• _Task requirements_
Show all lines of the entries in which the word "caller" is found.

• _Raw data_
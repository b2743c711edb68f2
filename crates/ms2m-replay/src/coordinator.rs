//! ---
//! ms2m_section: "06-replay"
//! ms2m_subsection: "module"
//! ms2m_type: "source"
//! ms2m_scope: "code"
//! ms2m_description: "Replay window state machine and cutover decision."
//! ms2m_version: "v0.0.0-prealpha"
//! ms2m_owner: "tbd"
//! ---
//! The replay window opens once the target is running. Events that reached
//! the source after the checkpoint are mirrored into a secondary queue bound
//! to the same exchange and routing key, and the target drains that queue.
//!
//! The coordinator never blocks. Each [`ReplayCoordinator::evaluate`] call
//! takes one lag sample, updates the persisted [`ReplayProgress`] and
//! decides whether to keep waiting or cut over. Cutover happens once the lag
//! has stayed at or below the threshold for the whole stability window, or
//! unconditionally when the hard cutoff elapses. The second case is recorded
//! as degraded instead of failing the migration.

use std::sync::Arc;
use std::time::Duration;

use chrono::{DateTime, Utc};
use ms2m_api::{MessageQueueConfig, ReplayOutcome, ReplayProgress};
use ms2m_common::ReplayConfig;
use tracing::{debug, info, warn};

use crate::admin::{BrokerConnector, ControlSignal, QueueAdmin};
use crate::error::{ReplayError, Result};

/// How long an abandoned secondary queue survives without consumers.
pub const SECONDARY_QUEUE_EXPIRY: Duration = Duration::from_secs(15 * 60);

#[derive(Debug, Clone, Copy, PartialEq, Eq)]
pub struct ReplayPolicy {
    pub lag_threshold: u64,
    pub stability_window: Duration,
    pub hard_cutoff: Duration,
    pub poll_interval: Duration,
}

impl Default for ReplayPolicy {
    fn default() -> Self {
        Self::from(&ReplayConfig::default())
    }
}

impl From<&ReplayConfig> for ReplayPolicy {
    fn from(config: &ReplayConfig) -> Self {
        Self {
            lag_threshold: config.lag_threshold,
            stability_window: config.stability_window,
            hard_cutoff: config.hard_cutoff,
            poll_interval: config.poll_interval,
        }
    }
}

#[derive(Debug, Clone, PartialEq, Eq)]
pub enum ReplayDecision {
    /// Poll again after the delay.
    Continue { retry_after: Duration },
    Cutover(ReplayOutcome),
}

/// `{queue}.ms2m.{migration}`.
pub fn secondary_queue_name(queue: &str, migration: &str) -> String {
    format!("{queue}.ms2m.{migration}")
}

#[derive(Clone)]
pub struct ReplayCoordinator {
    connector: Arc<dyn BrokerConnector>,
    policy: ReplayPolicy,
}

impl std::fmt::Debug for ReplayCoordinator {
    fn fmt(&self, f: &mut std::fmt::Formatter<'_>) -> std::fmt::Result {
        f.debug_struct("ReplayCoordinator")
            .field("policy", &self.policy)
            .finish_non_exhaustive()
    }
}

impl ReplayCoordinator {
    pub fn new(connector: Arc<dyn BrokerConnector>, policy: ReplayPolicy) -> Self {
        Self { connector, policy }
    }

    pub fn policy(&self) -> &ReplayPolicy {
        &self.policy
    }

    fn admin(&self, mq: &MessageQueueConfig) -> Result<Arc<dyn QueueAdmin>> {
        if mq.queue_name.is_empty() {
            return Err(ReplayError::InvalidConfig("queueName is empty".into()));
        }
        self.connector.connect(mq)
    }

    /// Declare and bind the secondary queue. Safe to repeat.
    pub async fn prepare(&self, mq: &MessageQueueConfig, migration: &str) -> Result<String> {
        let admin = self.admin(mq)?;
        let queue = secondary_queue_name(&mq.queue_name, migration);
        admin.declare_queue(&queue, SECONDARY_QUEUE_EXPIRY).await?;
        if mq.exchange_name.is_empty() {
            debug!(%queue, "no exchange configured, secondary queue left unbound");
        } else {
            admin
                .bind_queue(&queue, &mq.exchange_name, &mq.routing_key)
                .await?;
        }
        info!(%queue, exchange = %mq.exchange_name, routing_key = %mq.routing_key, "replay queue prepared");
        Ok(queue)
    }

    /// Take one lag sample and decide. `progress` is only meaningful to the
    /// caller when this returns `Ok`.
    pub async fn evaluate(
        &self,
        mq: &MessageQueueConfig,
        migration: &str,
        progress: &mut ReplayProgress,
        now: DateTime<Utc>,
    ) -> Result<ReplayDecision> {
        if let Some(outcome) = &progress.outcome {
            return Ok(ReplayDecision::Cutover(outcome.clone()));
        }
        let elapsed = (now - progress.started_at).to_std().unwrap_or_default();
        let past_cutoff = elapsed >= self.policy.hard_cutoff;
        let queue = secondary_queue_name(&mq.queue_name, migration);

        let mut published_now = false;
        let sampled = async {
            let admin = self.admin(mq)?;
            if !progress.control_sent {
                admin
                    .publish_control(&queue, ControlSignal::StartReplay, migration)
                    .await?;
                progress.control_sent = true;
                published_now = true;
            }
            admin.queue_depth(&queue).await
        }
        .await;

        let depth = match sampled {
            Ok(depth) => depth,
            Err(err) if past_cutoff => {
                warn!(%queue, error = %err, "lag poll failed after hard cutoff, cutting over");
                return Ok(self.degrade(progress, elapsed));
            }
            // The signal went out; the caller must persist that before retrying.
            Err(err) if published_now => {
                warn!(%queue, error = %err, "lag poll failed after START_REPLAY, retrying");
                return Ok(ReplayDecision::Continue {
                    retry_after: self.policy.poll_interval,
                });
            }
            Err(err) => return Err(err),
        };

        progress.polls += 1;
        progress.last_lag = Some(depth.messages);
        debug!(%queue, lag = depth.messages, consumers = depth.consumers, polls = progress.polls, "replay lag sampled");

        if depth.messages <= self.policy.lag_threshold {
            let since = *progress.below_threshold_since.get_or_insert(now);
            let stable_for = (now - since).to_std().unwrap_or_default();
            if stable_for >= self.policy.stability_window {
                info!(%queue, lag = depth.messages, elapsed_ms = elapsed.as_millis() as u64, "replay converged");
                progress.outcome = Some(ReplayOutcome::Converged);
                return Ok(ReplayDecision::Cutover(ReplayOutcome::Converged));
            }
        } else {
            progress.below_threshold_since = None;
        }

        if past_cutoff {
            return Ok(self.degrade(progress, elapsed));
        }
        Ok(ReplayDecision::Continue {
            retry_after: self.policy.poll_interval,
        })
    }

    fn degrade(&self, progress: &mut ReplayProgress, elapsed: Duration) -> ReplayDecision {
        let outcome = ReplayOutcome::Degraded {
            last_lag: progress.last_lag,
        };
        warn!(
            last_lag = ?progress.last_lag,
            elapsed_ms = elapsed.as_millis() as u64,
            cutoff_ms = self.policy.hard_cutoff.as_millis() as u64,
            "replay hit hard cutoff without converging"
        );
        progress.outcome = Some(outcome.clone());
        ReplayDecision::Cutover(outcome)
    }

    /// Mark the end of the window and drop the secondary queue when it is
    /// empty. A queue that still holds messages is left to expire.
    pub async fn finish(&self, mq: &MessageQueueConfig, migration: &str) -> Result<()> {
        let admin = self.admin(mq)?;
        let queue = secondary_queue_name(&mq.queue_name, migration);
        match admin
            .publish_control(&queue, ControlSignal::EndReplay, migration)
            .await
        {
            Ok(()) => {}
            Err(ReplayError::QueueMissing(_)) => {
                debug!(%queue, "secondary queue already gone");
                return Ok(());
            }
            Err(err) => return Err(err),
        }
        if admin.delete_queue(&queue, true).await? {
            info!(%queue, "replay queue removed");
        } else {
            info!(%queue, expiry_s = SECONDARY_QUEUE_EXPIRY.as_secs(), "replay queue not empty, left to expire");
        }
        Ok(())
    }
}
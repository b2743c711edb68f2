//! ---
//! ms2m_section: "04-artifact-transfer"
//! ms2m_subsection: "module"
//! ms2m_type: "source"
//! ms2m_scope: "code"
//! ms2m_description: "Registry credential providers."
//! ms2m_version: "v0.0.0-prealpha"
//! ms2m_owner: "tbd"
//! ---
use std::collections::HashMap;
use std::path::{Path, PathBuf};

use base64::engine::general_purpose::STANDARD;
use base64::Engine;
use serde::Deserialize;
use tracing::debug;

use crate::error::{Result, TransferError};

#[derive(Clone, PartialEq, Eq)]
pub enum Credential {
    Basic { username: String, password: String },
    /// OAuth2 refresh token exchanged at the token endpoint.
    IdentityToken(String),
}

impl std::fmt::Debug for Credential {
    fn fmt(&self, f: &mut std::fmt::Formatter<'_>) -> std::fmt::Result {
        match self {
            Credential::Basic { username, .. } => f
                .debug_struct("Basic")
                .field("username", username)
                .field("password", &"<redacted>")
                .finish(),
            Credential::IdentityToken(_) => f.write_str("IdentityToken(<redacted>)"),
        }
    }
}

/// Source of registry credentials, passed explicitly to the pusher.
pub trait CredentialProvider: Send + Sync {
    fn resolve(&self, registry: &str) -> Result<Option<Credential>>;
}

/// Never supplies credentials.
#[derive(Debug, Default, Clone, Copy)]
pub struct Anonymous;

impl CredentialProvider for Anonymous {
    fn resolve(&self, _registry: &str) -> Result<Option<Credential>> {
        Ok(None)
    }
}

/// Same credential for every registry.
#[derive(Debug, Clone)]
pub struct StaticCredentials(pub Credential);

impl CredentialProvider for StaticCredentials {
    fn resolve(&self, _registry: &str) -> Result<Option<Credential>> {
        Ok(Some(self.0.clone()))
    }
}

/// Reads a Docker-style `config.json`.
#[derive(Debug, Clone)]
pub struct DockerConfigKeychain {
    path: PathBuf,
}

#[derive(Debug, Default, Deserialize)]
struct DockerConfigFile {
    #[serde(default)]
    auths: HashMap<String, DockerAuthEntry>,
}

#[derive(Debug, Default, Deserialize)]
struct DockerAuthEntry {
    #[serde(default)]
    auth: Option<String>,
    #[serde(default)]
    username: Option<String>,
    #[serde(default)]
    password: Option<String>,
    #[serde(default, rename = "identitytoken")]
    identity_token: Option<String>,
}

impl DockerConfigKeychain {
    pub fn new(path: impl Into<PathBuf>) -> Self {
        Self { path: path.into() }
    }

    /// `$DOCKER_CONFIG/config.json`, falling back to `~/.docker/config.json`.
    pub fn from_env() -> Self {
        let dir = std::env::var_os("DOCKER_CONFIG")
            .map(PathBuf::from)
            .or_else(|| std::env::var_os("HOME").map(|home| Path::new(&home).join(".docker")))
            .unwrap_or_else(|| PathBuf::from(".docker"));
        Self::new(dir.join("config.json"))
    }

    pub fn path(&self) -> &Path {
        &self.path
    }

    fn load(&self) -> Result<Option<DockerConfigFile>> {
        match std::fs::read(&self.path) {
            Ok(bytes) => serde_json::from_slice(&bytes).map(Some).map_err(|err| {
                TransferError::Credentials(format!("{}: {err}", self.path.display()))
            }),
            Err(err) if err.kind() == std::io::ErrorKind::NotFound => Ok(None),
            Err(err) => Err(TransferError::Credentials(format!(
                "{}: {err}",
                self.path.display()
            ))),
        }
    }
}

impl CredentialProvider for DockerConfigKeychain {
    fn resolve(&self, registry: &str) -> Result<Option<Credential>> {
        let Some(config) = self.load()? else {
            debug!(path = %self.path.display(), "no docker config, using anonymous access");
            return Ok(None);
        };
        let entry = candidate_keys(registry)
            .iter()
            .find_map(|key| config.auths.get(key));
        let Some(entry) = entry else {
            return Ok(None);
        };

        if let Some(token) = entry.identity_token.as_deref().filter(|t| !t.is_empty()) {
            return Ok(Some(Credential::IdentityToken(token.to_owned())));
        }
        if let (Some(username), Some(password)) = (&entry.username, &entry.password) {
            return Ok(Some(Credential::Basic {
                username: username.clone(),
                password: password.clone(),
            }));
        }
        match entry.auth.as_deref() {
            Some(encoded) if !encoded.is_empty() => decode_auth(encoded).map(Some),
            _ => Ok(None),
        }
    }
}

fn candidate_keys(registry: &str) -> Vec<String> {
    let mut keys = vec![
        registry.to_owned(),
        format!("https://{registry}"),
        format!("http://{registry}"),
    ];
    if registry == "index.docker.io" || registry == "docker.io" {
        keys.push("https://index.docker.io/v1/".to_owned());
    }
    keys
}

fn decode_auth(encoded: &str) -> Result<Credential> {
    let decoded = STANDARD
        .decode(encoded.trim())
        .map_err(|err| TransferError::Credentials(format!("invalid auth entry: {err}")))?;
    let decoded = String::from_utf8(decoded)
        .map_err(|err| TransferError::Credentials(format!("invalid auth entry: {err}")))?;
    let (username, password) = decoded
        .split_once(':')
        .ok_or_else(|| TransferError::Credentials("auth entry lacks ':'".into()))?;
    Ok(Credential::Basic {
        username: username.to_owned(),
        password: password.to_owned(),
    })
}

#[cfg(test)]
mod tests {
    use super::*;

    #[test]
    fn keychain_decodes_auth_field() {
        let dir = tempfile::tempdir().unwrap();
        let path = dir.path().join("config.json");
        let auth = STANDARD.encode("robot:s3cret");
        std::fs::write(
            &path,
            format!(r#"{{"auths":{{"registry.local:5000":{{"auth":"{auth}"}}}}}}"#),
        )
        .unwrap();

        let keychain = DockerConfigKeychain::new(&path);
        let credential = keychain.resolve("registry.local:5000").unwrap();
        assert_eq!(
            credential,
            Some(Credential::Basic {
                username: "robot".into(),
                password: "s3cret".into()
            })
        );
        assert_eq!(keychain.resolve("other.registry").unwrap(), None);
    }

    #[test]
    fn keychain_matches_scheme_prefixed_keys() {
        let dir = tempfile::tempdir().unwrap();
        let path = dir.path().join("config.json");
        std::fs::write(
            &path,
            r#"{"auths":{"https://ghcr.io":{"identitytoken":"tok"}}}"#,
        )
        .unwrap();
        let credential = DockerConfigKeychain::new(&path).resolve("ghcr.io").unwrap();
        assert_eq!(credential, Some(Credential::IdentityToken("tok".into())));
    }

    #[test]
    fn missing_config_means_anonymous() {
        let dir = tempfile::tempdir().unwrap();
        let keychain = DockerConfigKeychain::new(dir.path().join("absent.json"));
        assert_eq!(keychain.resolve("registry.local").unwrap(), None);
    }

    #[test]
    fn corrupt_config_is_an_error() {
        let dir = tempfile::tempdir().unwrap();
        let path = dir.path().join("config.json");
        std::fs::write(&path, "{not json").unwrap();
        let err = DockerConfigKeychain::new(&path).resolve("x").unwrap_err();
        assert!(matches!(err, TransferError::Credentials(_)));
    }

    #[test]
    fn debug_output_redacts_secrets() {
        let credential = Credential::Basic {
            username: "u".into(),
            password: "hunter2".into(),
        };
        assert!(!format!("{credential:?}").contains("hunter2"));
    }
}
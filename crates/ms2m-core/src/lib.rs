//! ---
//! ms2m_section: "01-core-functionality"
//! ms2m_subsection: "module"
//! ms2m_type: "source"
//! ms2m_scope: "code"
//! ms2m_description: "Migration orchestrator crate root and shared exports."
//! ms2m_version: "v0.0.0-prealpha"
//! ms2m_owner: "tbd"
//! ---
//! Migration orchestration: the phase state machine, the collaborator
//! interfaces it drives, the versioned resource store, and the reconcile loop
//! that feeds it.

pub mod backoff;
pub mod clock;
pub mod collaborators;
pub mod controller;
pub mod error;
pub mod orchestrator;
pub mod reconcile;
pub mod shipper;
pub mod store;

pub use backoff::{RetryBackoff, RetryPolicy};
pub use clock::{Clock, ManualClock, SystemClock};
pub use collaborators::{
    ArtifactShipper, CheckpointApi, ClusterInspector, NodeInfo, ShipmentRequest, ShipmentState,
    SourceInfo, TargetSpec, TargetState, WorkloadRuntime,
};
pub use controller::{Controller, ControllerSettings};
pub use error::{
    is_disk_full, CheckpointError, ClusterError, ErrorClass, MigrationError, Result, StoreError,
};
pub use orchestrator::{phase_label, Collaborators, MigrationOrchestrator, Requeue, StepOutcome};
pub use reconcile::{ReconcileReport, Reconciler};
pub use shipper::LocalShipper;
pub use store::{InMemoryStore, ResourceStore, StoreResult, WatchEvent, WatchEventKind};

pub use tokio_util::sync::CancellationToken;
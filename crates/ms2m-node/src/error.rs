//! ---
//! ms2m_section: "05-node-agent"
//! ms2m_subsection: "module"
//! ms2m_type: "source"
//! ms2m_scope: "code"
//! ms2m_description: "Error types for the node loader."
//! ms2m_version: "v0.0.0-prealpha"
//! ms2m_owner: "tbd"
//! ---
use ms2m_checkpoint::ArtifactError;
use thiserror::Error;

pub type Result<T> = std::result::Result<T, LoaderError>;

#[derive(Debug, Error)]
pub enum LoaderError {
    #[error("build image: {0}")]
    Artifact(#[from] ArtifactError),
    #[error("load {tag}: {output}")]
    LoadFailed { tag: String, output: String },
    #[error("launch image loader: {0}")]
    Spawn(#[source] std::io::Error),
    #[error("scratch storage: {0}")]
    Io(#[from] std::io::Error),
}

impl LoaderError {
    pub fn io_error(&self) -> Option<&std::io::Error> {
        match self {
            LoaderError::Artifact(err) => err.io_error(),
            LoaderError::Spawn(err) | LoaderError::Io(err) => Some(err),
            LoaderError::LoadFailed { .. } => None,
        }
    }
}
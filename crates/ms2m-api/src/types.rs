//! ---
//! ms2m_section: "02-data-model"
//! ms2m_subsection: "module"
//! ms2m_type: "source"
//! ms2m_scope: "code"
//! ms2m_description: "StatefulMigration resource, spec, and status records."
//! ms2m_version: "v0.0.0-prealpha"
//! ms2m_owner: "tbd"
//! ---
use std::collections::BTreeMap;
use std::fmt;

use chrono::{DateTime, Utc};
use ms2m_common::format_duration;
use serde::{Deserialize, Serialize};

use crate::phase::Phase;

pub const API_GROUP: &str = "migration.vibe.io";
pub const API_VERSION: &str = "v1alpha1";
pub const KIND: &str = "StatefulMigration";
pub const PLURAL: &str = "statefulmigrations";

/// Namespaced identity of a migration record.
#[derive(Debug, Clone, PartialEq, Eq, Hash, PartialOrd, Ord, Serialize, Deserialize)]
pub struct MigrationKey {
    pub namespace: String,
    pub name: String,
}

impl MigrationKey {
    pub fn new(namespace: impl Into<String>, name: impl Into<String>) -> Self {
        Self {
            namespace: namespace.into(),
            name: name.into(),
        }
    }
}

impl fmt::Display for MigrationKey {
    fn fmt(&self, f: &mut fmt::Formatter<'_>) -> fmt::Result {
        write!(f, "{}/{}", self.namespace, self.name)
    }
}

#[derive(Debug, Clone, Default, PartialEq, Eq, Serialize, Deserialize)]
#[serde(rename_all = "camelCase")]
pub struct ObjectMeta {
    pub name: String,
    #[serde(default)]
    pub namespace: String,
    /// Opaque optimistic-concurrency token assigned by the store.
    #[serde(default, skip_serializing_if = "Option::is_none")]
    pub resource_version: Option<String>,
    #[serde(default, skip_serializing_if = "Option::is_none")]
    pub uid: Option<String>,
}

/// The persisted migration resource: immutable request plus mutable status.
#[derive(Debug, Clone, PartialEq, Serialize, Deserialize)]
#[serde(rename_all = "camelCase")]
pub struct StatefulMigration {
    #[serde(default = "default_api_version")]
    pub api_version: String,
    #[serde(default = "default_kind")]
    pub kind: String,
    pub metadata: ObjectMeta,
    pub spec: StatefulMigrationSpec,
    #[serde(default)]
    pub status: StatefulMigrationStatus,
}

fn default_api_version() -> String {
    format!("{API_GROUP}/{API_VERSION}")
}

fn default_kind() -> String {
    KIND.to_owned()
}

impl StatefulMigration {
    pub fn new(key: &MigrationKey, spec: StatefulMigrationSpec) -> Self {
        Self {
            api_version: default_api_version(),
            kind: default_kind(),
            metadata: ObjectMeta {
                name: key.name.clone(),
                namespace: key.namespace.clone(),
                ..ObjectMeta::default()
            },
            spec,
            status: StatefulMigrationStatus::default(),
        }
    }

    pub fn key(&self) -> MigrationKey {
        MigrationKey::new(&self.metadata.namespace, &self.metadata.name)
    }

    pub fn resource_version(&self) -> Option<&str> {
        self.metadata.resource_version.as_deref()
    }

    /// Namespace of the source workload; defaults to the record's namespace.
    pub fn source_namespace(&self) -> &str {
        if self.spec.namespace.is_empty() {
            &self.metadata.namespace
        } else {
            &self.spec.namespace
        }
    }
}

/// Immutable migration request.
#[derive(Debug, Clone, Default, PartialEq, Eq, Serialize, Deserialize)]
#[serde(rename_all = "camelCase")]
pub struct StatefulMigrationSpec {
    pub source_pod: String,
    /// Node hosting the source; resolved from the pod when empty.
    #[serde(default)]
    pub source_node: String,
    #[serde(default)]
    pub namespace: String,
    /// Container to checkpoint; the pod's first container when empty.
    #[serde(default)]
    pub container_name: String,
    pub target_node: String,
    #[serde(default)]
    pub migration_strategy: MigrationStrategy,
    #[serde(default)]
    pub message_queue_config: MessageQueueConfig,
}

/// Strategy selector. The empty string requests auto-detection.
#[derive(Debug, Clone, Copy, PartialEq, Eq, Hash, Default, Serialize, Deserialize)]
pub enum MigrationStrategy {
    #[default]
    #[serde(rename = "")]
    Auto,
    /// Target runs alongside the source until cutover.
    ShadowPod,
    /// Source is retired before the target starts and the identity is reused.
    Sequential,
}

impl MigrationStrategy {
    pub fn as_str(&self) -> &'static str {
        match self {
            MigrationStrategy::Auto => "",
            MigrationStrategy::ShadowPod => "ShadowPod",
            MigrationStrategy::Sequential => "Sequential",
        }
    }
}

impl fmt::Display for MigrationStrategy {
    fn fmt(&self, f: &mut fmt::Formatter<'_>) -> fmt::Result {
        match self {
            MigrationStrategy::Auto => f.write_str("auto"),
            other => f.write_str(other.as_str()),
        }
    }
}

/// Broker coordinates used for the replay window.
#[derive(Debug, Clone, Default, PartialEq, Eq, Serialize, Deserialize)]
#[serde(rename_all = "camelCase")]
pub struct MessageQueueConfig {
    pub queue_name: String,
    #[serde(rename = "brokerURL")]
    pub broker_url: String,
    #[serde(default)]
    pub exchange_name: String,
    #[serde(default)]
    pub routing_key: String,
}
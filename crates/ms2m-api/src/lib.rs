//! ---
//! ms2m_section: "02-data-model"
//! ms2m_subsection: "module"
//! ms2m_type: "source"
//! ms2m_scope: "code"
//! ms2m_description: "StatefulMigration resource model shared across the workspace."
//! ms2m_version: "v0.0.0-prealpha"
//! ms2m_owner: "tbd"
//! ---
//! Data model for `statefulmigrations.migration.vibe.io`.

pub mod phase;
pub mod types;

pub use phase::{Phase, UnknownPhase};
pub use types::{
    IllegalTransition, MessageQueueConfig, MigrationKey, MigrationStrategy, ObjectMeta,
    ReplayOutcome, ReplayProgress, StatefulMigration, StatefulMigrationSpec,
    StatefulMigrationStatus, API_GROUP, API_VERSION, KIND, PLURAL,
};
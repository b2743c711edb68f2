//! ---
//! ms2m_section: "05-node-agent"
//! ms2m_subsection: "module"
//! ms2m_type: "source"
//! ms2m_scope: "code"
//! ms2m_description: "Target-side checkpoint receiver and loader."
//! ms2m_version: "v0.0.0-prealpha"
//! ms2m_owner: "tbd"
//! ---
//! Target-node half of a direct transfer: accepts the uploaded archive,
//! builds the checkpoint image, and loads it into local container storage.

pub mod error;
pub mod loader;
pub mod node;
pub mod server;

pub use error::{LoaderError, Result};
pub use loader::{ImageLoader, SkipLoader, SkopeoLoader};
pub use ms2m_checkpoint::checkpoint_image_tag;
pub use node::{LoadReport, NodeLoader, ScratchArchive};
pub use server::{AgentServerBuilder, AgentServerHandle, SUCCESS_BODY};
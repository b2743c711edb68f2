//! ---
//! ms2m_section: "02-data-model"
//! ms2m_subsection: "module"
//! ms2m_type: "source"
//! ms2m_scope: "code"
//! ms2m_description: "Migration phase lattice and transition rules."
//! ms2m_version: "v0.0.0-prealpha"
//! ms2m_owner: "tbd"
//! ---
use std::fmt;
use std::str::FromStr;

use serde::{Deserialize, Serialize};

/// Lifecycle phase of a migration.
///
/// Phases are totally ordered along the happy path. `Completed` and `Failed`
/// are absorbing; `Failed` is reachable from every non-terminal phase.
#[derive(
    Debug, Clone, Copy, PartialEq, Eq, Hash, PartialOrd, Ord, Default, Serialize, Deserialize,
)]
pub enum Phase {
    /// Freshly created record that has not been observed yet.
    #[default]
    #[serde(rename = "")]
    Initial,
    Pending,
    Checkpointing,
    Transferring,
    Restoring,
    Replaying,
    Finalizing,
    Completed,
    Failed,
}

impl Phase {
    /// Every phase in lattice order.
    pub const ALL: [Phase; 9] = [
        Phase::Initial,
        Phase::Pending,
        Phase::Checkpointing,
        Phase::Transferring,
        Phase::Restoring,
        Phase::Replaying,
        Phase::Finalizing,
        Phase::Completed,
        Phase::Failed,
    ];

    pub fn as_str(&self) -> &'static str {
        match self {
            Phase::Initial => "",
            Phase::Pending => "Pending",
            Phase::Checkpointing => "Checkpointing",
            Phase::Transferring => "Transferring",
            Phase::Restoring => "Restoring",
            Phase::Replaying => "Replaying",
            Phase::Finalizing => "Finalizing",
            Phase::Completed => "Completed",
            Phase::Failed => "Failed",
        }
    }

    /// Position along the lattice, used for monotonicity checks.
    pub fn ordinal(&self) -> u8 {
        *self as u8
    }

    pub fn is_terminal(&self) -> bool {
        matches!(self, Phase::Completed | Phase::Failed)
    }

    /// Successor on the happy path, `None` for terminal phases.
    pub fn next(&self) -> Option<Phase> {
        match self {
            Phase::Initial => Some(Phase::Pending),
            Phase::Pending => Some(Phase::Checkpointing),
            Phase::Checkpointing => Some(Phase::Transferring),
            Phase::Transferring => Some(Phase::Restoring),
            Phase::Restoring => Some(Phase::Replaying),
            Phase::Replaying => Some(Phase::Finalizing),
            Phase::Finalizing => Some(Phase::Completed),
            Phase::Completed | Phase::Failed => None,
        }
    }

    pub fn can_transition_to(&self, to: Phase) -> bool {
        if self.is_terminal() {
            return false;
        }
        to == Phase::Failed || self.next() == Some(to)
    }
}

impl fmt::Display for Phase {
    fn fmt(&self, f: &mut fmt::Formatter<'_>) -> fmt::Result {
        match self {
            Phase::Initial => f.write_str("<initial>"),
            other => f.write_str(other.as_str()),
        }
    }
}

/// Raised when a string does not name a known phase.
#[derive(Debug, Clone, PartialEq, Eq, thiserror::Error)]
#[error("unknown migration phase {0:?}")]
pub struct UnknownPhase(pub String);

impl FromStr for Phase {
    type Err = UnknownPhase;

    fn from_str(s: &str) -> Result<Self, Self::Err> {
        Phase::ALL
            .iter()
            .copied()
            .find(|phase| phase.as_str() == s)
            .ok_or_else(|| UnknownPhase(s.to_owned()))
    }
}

• _Exercise response_
    /// caller when this returns `Ok`.
            // The signal went out; the caller must persist that before retrying.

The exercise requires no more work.